Je lui rétorque que j’ignore si Nadia est disposée à me suivre. Il me dit qu’elle opinera sans peine (j’avais oublié qu’on ne disait jamais non à Zak ; son pognon l’immunise contre le refus d’autrui !) Je lui explique tout de même qu’elle est en pleine besogne, qu’elle drague sévère, et qu’elle ne m’a rien donné à me mettre sous la dent en ce qui concerne le Casa des orgies. “ T’en fais pas ! Elle t’en dira des belles, en ma présence. Allez ! Rappliquez ! Et tardez pas ! ”, m’intime-t-il. J’ai dit oui, parce qu’on ne dit pas non à Zak, mais, par rébellion, je n’ai pas ajouté la mention “ Seigneur ” !
Premières expériences orgiaques
Installée sur la banquette arrière de son taxi attitré, qui vient la chercher où qu’elle soit, à n’importe quelle heure de la nuit, Nadia a la langue qui se délie enfin ! Elle m’explique d’abord, en n’y allant par quatre chemins, qu’elle aurait pu mener une autre existence que celle qui est sienne aujourd’hui, mais que c’est par choix qu’elle s’est mise à racoler. “Dans ce pays, une jeune nana mignonne, si elle n’est pas issue d’une grande et riche famille, a de fortes chances de finir par faire le trottoir. Même lorqu’elle est vertueuse, et qu’elle se satisfait de peu ! Quand j’étais adolescente, je suis tombée raide dingue d’un gars, de deux ans mon aîné. Je suis sortie avec lui. C’était mignon comme tout, au début. C’est avec lui que j’ai mis, pour la première fois, la langue en embrassant. Deux mois après notre premier baiser, il m’a emmenée chez un de ses copains. Il m’a d’abord violée. Je me suis débattue, car j’avais quelque chose de précieux à protéger : ma virginité. Je l’ai griffé, mordu, giflé. Agacé par autant de résistance, il s’est mis, lui aussi, à cogner !”
Nadia se tait, reprend sa respiration, et poursuit enfin son glauque récit : “ Ensuite, une fois qu’il a obtenu ce qu’il voulait, ce connard a ouvert la porte de la chambre dans laquelle nous nous trouvions, et à rameuté ses copains, qui ont passé l’après-midi entier à me ravager. J’ai fait une grosse dépression, puis j’ai décidé de réagir en n’étant plus une victime, en me prenant en main, en devenant une des maîtresses de la nuit ”. Ne sachant trop que répliquer à cela, je lui demande si ça ne lui fait rien de ressasser des souvenirs aussi intimes et douloureux devant le chauffeur de taxi et moi. Sur ses lèvres se dessine un rictus ; elle tente de le réprimer, et me répond d’une voix frémissante : “ Khalil (le taxi-driver, ndlr) sait tout de moi. Et toi, je sais que Zak t’a déjà raconté l’essentiel de mes déboires. J’espère juste que tu vas écrire que les filles comme moi sont des victimes, au même titre que les Palestiniens ou les Irakiens. J’en ai connu, des Sharon et des Bush du plumard. Chez nous, la femme est un objet qu’on utilise. La seule manière qu’elle a de s’émanciper, de s’aguerrir, est d’exercer, de faire du fric en profitant de la faiblesse des hommes.

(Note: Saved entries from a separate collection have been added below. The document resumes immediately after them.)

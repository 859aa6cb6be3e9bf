use super::error::*;
use super::raster::{Color, Raster};
use super::{Discovery, Quadtree};

/// Widest image `Raster::to_image` will allocate.
pub const MAX_IMAGE_SIDE: u32 = 1 << 14;

fn luma(color: Color) -> image::Luma<u8> {
	match color {
		Color::Black => image::Luma([0]),
		Color::White => image::Luma([255]),
	}
}

impl Raster {
	/// Rebuilds an image from the black regions found in it; every cell
	/// outside them is white.
	pub fn from_discoveries(side: u32, found: &[Discovery]) -> Result<Raster, ReconstructError> {
		let mut raster = Raster::new(side)?;
		for d in found {
			let window = d.window()
				.filter(|w| w.right < side && w.bottom < side)
				.ok_or(ReconstructError::OutOfBounds {
					x: d.position.0,
					y: d.position.1,
					width: d.width,
				})?;
			raster.fill(window, Color::Black);
		}
		Ok(raster)
	}

	/// Draws the raster into a grayscale image, `scale` pixels per cell.
	///
	/// Images wider than `MAX_IMAGE_SIDE` pixels are refused.
	pub fn to_image(&self, scale: u32) -> Result<image::GrayImage, DrawError> {
		if !scale.is_power_of_two() {
			return Err(DrawError::NonPowerOfTwo);
		}
		let side = self.side().checked_mul(scale)
			.filter(|s| *s <= MAX_IMAGE_SIDE)
			.ok_or(DrawError::TooLarge { side: self.side(), scale })?;
		Ok(image::GrayImage::from_fn(side, side, |x, y| luma(self.get(x / scale, y / scale))))
	}
}

impl Quadtree {
	/// Attempts to draw this quadtree node and its subsections into the
	/// supplied buffer.
	///
	/// Will return an `Err` if the image dimensions are not square or not
	/// a power of two, or if the image is too small to give every leaf at
	/// least one pixel.
	///
	/// The `size` and `start_pos` arguments are for internal recursive
	/// use; `None` should be passed by outside callers.
	pub fn to_image(
		&self,
		img: &mut image::GrayImage,
		size: Option<u32>,
		start_pos: Option<(u32, u32)>
	) -> Result<(), DrawError> {
		// Check input validity
		if img.width() != img.height() {
			return Err(DrawError::NonSquare);
		}
		if !img.width().is_power_of_two() ||
			!size.map(u32::is_power_of_two).unwrap_or(true) {
			return Err(DrawError::NonPowerOfTwo);
		}
		if size.is_none() && img.width() < self.resolution() {
			return Err(DrawError::TooSmall { side: img.width(), resolution: self.resolution() });
		}

		let curr_size = size.unwrap_or_else(|| img.width());
		let curr_pos = start_pos.unwrap_or((0, 0));
		match self {
			Quadtree::Leaf(color) => image::imageops::replace(
				img,
				&image::GrayImage::from_pixel(curr_size, curr_size, luma(*color)),
				curr_pos.0,
				curr_pos.1,
			),
			Quadtree::Branch(sects) => {
				let half = curr_size / 2;
				let positions = [
					(curr_pos.0, curr_pos.1),
					(curr_pos.0 + half, curr_pos.1),
					(curr_pos.0, curr_pos.1 + half),
					(curr_pos.0 + half, curr_pos.1 + half),
				];
				for (ind, section) in sects.iter().enumerate() {
					section.to_image(img, Some(half), Some(positions[ind]))?;
				}
			}
		}
		Ok(())
	}

	/// Rasterises the tree at `side` cells per side.
	pub fn to_raster(&self, side: u32) -> Result<Raster, ReconstructError> {
		Raster::from_discoveries(side, &self.discoveries(side))
	}
}

#[cfg(test)]
mod tests {
	use super::*;

	fn corner_tree() -> Quadtree {
		Quadtree::Branch(Box::new([
			Quadtree::Leaf(Color::Black),
			Quadtree::Leaf(Color::White),
			Quadtree::Leaf(Color::White),
			Quadtree::Branch(Box::new([
				Quadtree::Leaf(Color::White),
				Quadtree::Leaf(Color::Black),
				Quadtree::Leaf(Color::White),
				Quadtree::Leaf(Color::White),
			])),
		]))
	}

	#[test]
	fn reconstructs_from_discoveries() {
		let found = [
			Discovery { position: (0, 1), width: 2 },
			Discovery { position: (3, 2), width: 1 },
		];
		let r = Raster::from_discoveries(4, &found).unwrap();
		assert_eq!(r.count_black(), 5);
		assert_eq!(r.get(1, 0), Color::Black);
		assert_eq!(r.get(3, 2), Color::Black);
		assert_eq!(r.get(2, 2), Color::White);
	}

	#[test]
	fn rejects_regions_outside_the_raster() {
		let outside = [Discovery { position: (3, 3), width: 2 }];
		assert!(matches!(Raster::from_discoveries(4, &outside),
			Err(ReconstructError::OutOfBounds { x: 3, y: 3, width: 2 })));
		let negative = [Discovery { position: (-1, 0), width: 1 }];
		assert!(Raster::from_discoveries(4, &negative).is_err());
	}

	#[test]
	fn tree_draws_like_its_raster() {
		let tree = corner_tree();
		let mut img = image::GrayImage::new(8, 8);
		tree.to_image(&mut img, None, None).unwrap();
		let expected = tree.to_raster(4).unwrap().to_image(2).unwrap();
		assert_eq!(img, expected);
		assert_eq!(img.get_pixel(0, 0), &image::Luma([0]));
		assert_eq!(img.get_pixel(6, 4), &image::Luma([0]));
		assert_eq!(img.get_pixel(4, 4), &image::Luma([255]));
	}

	#[test]
	fn draw_rejects_bad_buffers() {
		let tree = corner_tree();
		assert!(matches!(tree.to_image(&mut image::GrayImage::new(4, 8), None, None), Err(DrawError::NonSquare)));
		assert!(matches!(tree.to_image(&mut image::GrayImage::new(6, 6), None, None), Err(DrawError::NonPowerOfTwo)));
		assert!(matches!(tree.to_image(&mut image::GrayImage::new(2, 2), None, None),
			Err(DrawError::TooSmall { side: 2, resolution: 4 })));
	}

	#[test]
	fn raster_image_scale_is_bounded() {
		let r = Raster::new(64).unwrap();
		assert_eq!(r.to_image(4).unwrap().width(), 256);
		assert_eq!(r.to_image(MAX_IMAGE_SIDE / 64).unwrap().width(), MAX_IMAGE_SIDE);
		assert!(matches!(r.to_image(MAX_IMAGE_SIDE / 32), Err(DrawError::TooLarge { side: 64, scale: 512 })));
		assert!(matches!(r.to_image(1 << 26), Err(DrawError::TooLarge { side: 64, .. })));
		assert!(matches!(r.to_image(3), Err(DrawError::NonPowerOfTwo)));
	}
}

Arrivés chez Zak vers 2 heures du matin (ce qui, dans son modus vivendi, que je soupçonne calqué sur celui de Bacchus, est relativement tôt), nous faisons la rencontre d’une bande de ses potes, garçons et filles, tous beurrés. Nadia les connaît tous, puisque, comme eux, elle squatte souvent l’appartement de nabab de Zak (le nabab). Manifestement, toutes les filles présentes à la petite sauterie donnée par Zak bossent dans le même secteur d’activité que Nadia, à en croire leur tenue frivole et le langage débridé que tiennent à côté d’elles leurs mecs (d’un soir, donc). Zak et ses copains font souvent appel aux “ ser-vices ” des professionnelles de l’amour physique.
Sodome, Marrakech et Gomorrhe
Zak, qui aimerait bien s’isoler avec Nadia (je le sais parce que je le connais comme ma profonde !), n’oublie pas pour autant la raison pour laquelle je suis là. Il me prend en aparté, m’explique que je tombe mal, maintenant (alors que c’est lui qui m’a prié de débarquer chez lui ; je reconnais, là, son toupet légendaire), mais me promet de m’accorder davantage de temps le lendemain, dimanche : “ Je t’appellerai en sautant du lit afin qu’on déjeune ensemble. On fait comme ça ? ” On ne dit pas non à Zak, est-il utile de réitérer !
Dimanche 25 avril, 16 heures et des poussières. Zak se manifeste enfin. “ Je me suis réveillé un peu tard. C’est râpé pour le déjeuner, mais je passe te chercher. Nous partons à Marrakech. J’ai un gars à te présenter, un T.O. du sexe ! ”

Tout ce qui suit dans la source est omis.